Bangalore: Byju’s is raising about $300 million in a funding round led by New York-based Tiger Global Management, securing new capital at a valuation of $8 billion for the online education startup’s global expansion.
Tiger has invested about $150 million in Byju-parent Think and Learn Pvt, according to people familiar with the deal. Existing investors will likely contribute about the same amount though that is in flux, one of the people said, asking not to be identified discussing a sensitive matter. Separately, Tiger is also looking to buy shares from other stockholders and could eventually invest a further $100 million depending on availability, one of the people said.
The new funding round confers on Byju’s the title of India’s most valuable startup after Ant Financial-backed fintech firm Paytm and the budget hotel rooms startup OYO. Byju’s, last valued at about $5.7 billion, overtakes online retailer Snapdeal and is the only one of the top three that hasn’t taken funding from SoftBank Group Corp or its Vision Fund. Paytm rose to the fore after Walmart Inc. acquired Flipkart Online Services Pvt. — also SoftBank-backed — in a $16 billion deal in 2018.
“Byju’s has emerged as the leader in the Indian education-tech sector,” Scott Shleifer, a partner at Tiger Global, said in a statement that didn’t specify financial details. “They are pioneering technology shaping the future of learning for millions of school students in India.”
Tiger Global didn’t respond to an email seeking details of the funding and valuation. A Byju’s spokeswoman declined comment.
Byju’s was founded by Byju Raveendran in 2011, a former teacher and son of educators, who conceived a smartphone app to help students learn and master concepts from math and science using short videos. In a country that places a premium on education, Byju’s launched its app just as smartphones were becoming ubiquitous. The app caters to students from kindergarten through 12th grade and now plans to go global and launch in English-speaking countries around the world, including the U.S., Canada and the U.K.
It also plans to go deeper in its home country, where it’s working on launching learning modules in Indian languages to make it more accessible. Byju’s, also backed by Facebook Inc. Chief Executive Officer Mark Zuckerberg through the Chan-Zuckerberg Initiative, Tencent Holdings Ltd., Naspers Ventures and Sequoia Capital India, has over 42 million registered users and 3 million paid subscribers from both rural areas and India’s cities. On average, students spend between 64 minutes to 71 minutes per day on the app. Annual renewal rates were up as high as 85% in the past year, the startup said in Friday’s statement.
Byju’s said it expects to double revenues to 30 billion rupees ($422 million) in the year ending March 2020, after tripling revenue to 14.8 billion rupees in fiscal 2019 and turning profitable on a full-year basis.
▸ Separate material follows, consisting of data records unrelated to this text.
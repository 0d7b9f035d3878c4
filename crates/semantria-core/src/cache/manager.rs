use std::path::{Path, PathBuf};
use std::sync::OnceLock;

use tracing::{debug, trace};

/// Session record file name, shared by every SDK that talks to the same
/// auth server so a session created by one can be reused by another.
pub const SESSION_FILE: &str = "semantria-session.dat";

/// Environment variable naming a directory for the session record.
pub const ENV_SESSION_DIR: &str = "SEMANTRIA_SESSION_DIR";

/// Best-effort local record of the last session id per username.
///
/// The record is two lines, `<username>\n<session id>\n`, stored in the first
/// writable directory among the candidates. Nothing here ever fails: every
/// I/O problem is logged and treated as a cache miss. There is no locking,
/// so processes sharing a directory race and the last writer wins.
#[derive(Debug)]
pub struct SessionCache {
    candidates: Vec<PathBuf>,
    resolved: OnceLock<PathBuf>,
}

impl SessionCache {
    /// Cache over [`candidate_dirs`] for this process's home directory and
    /// `$SEMANTRIA_SESSION_DIR`.
    pub fn new(explicit: Option<PathBuf>) -> Self {
        let env_dir = std::env::var_os(ENV_SESSION_DIR).map(PathBuf::from);
        Self::from_candidates(candidate_dirs(explicit, dirs::home_dir(), env_dir))
    }

    pub fn from_candidates(candidates: Vec<PathBuf>) -> Self {
        Self {
            candidates,
            resolved: OnceLock::new(),
        }
    }

    /// First existing, writable candidate directory. Remembered once found.
    pub fn resolve_writable_directory(&self) -> Option<&Path> {
        if let Some(dir) = self.resolved.get() {
            return Some(dir.as_path());
        }

        match self.candidates.iter().find(|dir| is_writable_dir(dir)) {
            Some(dir) => Some(self.resolved.get_or_init(|| dir.clone()).as_path()),
            None => {
                debug!("No writeable directory found for session data. Will not cache session data.");
                None
            }
        }
    }

    pub fn session_path(&self) -> Option<PathBuf> {
        self.resolve_writable_directory().map(|dir| dir.join(SESSION_FILE))
    }

    /// Cached session id for `username`, if the record belongs to them.
    pub fn load(&self, username: &str) -> Option<String> {
        let path = self.session_path()?;
        if !path.exists() {
            return None;
        }

        let contents = match std::fs::read_to_string(&path) {
            Ok(contents) => contents,
            Err(e) => {
                debug!(path = %path.display(), error = %e, "Error reading session data");
                return None;
            }
        };

        let mut lines = contents.lines();
        let (Some(stored_user), Some(session_id)) = (lines.next(), lines.next()) else {
            return None;
        };

        let session_id = session_id.trim();
        if stored_user.trim() != username || session_id.is_empty() {
            return None;
        }
        Some(session_id.to_string())
    }

    /// Overwrite the record with `username` and `session_id`.
    pub fn save(&self, session_id: &str, username: &str) {
        let Some(path) = self.session_path() else {
            return;
        };

        let contents = format!("{}\n{}\n", username, session_id);
        if let Err(e) = std::fs::write(&path, contents) {
            debug!(path = %path.display(), error = %e, "Error writing session data");
        }
    }

    pub fn clear(&self) {
        let Some(path) = self.session_path() else {
            return;
        };

        match std::fs::remove_file(&path) {
            Ok(()) => {}
            Err(e) if e.kind() == std::io::ErrorKind::NotFound => {}
            Err(e) => debug!(path = %path.display(), error = %e, "Error deleting session data"),
        }
    }
}

/// Directories searched for the session record, in order: `explicit`, the
/// home directory, the `SEMANTRIA_SESSION_DIR` value, `/tmp`, `/temp`.
pub fn candidate_dirs(
    explicit: Option<PathBuf>,
    home: Option<PathBuf>,
    env_dir: Option<PathBuf>,
) -> Vec<PathBuf> {
    explicit
        .into_iter()
        .chain(home)
        .chain(env_dir)
        .chain([PathBuf::from("/tmp"), PathBuf::from("/temp")])
        .collect()
}

/// Whether the current user can create files in `dir`. Mode bits alone are
/// not enough: a 0755 directory owned by someone else is not writable.
fn is_writable_dir(dir: &Path) -> bool {
    match tempfile::NamedTempFile::new_in(dir) {
        Ok(_) => true,
        Err(e) => {
            trace!(dir = %dir.display(), error = %e, "Directory not writable");
            false
        }
    }
}

// ============================================================================
// Tests
// ============================================================================

#[cfg(test)]
mod tests {
    use super::*;
    use tempfile::TempDir;

    fn cache_in(dir: &TempDir) -> SessionCache {
        SessionCache::from_candidates(vec![dir.path().to_path_buf()])
    }

    #[test]
    fn test_round_trip() {
        let dir = TempDir::new().unwrap();
        let cache = cache_in(&dir);

        cache.save("s1", "alice");
        assert_eq!(cache.load("alice").as_deref(), Some("s1"));
        assert_eq!(cache.load("bob"), None);
    }

    #[test]
    fn test_file_format() {
        let dir = TempDir::new().unwrap();
        let cache = cache_in(&dir);

        cache.save("s1", "bob@x.com");
        let contents = std::fs::read_to_string(dir.path().join(SESSION_FILE)).unwrap();
        assert_eq!(contents, "bob@x.com\ns1\n");

        cache.save("s2", "bob@x.com");
        let contents = std::fs::read_to_string(dir.path().join(SESSION_FILE)).unwrap();
        assert_eq!(contents, "bob@x.com\ns2\n");
    }

    #[test]
    fn test_load_missing_empty_or_short_file() {
        let dir = TempDir::new().unwrap();
        let cache = cache_in(&dir);
        let path = dir.path().join(SESSION_FILE);

        assert_eq!(cache.load("alice"), None);

        std::fs::write(&path, "").unwrap();
        assert_eq!(cache.load("alice"), None);

        std::fs::write(&path, "alice\n").unwrap();
        assert_eq!(cache.load("alice"), None);

        std::fs::write(&path, "alice\n\n").unwrap();
        assert_eq!(cache.load("alice"), None);
    }

    #[test]
    fn test_load_tolerates_crlf() {
        let dir = TempDir::new().unwrap();
        let cache = cache_in(&dir);
        std::fs::write(dir.path().join(SESSION_FILE), "alice\r\ns9\r\n").unwrap();
        assert_eq!(cache.load("alice").as_deref(), Some("s9"));
    }

    #[test]
    fn test_clear() {
        let dir = TempDir::new().unwrap();
        let cache = cache_in(&dir);

        cache.save("s1", "alice");
        cache.clear();
        assert!(!dir.path().join(SESSION_FILE).exists());
        assert_eq!(cache.load("alice"), None);

        // Clearing twice is fine
        cache.clear();
    }

    #[test]
    fn test_resolution_skips_missing_directories() {
        let dir = TempDir::new().unwrap();
        let missing = dir.path().join("does-not-exist");
        let cache = SessionCache::from_candidates(vec![missing, dir.path().to_path_buf()]);
        assert_eq!(cache.resolve_writable_directory(), Some(dir.path()));
    }

    #[test]
    fn test_no_writable_directory() {
        let dir = TempDir::new().unwrap();
        let cache = SessionCache::from_candidates(vec![dir.path().join("nope")]);

        assert_eq!(cache.resolve_writable_directory(), None);
        cache.save("s1", "alice");
        assert_eq!(cache.load("alice"), None);
        cache.clear();
    }

    #[test]
    fn test_candidate_order() {
        let dirs = candidate_dirs(
            Some(PathBuf::from("/explicit")),
            Some(PathBuf::from("/home/bob")),
            Some(PathBuf::from("/from/env")),
        );
        let expected: Vec<PathBuf> = ["/explicit", "/home/bob", "/from/env", "/tmp", "/temp"]
            .iter()
            .map(PathBuf::from)
            .collect();
        assert_eq!(dirs, expected);
    }

    #[test]
    fn test_candidate_order_without_overrides() {
        let dirs = candidate_dirs(None, Some(PathBuf::from("/home/bob")), None);
        let expected: Vec<PathBuf> = ["/home/bob", "/tmp", "/temp"].iter().map(PathBuf::from).collect();
        assert_eq!(dirs, expected);

        let dirs = candidate_dirs(None, None, Some(PathBuf::from("/from/env")));
        let expected: Vec<PathBuf> = ["/from/env", "/tmp", "/temp"].iter().map(PathBuf::from).collect();
        assert_eq!(dirs, expected);
    }

    #[test]
    fn test_resolution_skips_plain_files() {
        let dir = TempDir::new().unwrap();
        let file = dir.path().join("not-a-dir");
        std::fs::write(&file, "x").unwrap();

        let cache = SessionCache::from_candidates(vec![file, dir.path().to_path_buf()]);
        assert_eq!(cache.resolve_writable_directory(), Some(dir.path()));
    }

    #[cfg(unix)]
    #[test]
    fn test_resolution_skips_directories_owned_by_others() {
        // `/` is 0755 and owned by root: its mode bits say writable, but an
        // ordinary user cannot create files there
        let root_dir = Path::new("/");
        let check = root_dir.join(".semantria-write-check");
        if std::fs::OpenOptions::new().write(true).create_new(true).open(&check).is_ok() {
            // Running as root; every directory is writable
            let _ = std::fs::remove_file(&check);
            return;
        }

        let dir = TempDir::new().unwrap();
        let cache = SessionCache::from_candidates(vec![root_dir.to_path_buf(), dir.path().to_path_buf()]);
        assert_eq!(cache.resolve_writable_directory(), Some(dir.path()));

        cache.save("s1", "alice");
        assert_eq!(cache.load("alice").as_deref(), Some("s1"));
    }

    #[cfg(unix)]
    #[test]
    fn test_resolution_skips_read_only_directories() {
        use std::os::unix::fs::PermissionsExt;

        let locked = TempDir::new().unwrap();
        let open = TempDir::new().unwrap();
        std::fs::set_permissions(locked.path(), std::fs::Permissions::from_mode(0o555)).unwrap();

        let cache = SessionCache::from_candidates(vec![
            locked.path().to_path_buf(),
            open.path().to_path_buf(),
        ]);
        let resolved = cache.resolve_writable_directory().map(Path::to_path_buf);
        let writable_anyway = std::fs::write(locked.path().join("check"), "x").is_ok();
        std::fs::set_permissions(locked.path(), std::fs::Permissions::from_mode(0o755)).unwrap();

        if !writable_anyway {
            assert_eq!(resolved.as_deref(), Some(open.path()));
        }
    }

    #[test]
    fn test_writability_check_leaves_no_files() {
        let dir = TempDir::new().unwrap();
        assert!(is_writable_dir(dir.path()));
        assert_eq!(std::fs::read_dir(dir.path()).unwrap().count(), 0);
    }

    #[test]
    fn test_resolved_directory_is_remembered() {
        let dir = TempDir::new().unwrap();
        let cache = cache_in(&dir);
        let first = cache.resolve_writable_directory().map(Path::to_path_buf);
        assert_eq!(first.as_deref(), Some(dir.path()));
        assert_eq!(cache.resolve_writable_directory(), first.as_deref());
    }
}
“While these are early days on how technology can enable better learning, there is tremendous potential in this segment to create a highly scalable and sustainable model that can equip and prepare the current generation for the unseen jobs of tomorrow,” Raveendran said in the statement. The founder, who owns about 21% of the startup in addition to his family’s holding, became a billionaire last year.
The 37-year-old entrepreneur has said he wants to do for education what Mickey Mouse did for entertainment. Last year, the app started using Disney staples from The Lion King’s Simba to Frozen’s Anna to teach math and English to students from grades one through three. The same characters star in animated videos, games, stories and interactive quizzes. -Bloomberg
Also read: Byju Raveendran, a 37-year-old former school teacher, is India’s newest billionaire
It is insane that education is marketed like soap and cosmetics using shah rukh Khan. What we require is three faces of education. At montessori let children have fun coming to school, make friends, learn to speak and enjoy their time at school. Between 1 to 5 let them become learners facilitated by teachers with a quest for knowledge. As they move beyond 6th, let children explore the world to pursue what they see as their passion, arts, scie ce, maths music whatever. None of these are met by these apps.
I do not understand the system of valuation and it appears very bloated. Hope for all the huge investments parents are making the bubble does not burst. I have no hope
The perfect example of bloated companies riding on insane valuations that don’t reflect the actual consumer perception. I’m very skeptical about the retention and renewal rate as quoted in the article. The learning experience is abysmal. It’s all smoke and mirrors. Students have trouble concentrating when there is an actual person teaching in front of them and how can you expect them to learn and understand anything when an animated character is teaching algebra! A case in point would be the consumption of VOD like Netflix now. Most of the consumers who use Netflix are almost always on their phones and the content is just like ambient noise. Netflix obviously doesn’t engage the consumer, as well as a movie theatre, would.
Extrapolate the same reasoning to Byju’s. Do you think teenagers who already have notoriously low attention spans, will concentrate on learning a mathematical and scientific concepts when a person is teaching it over the phone with zero real interaction?
This will not succeed. I hope to god it will not succeed.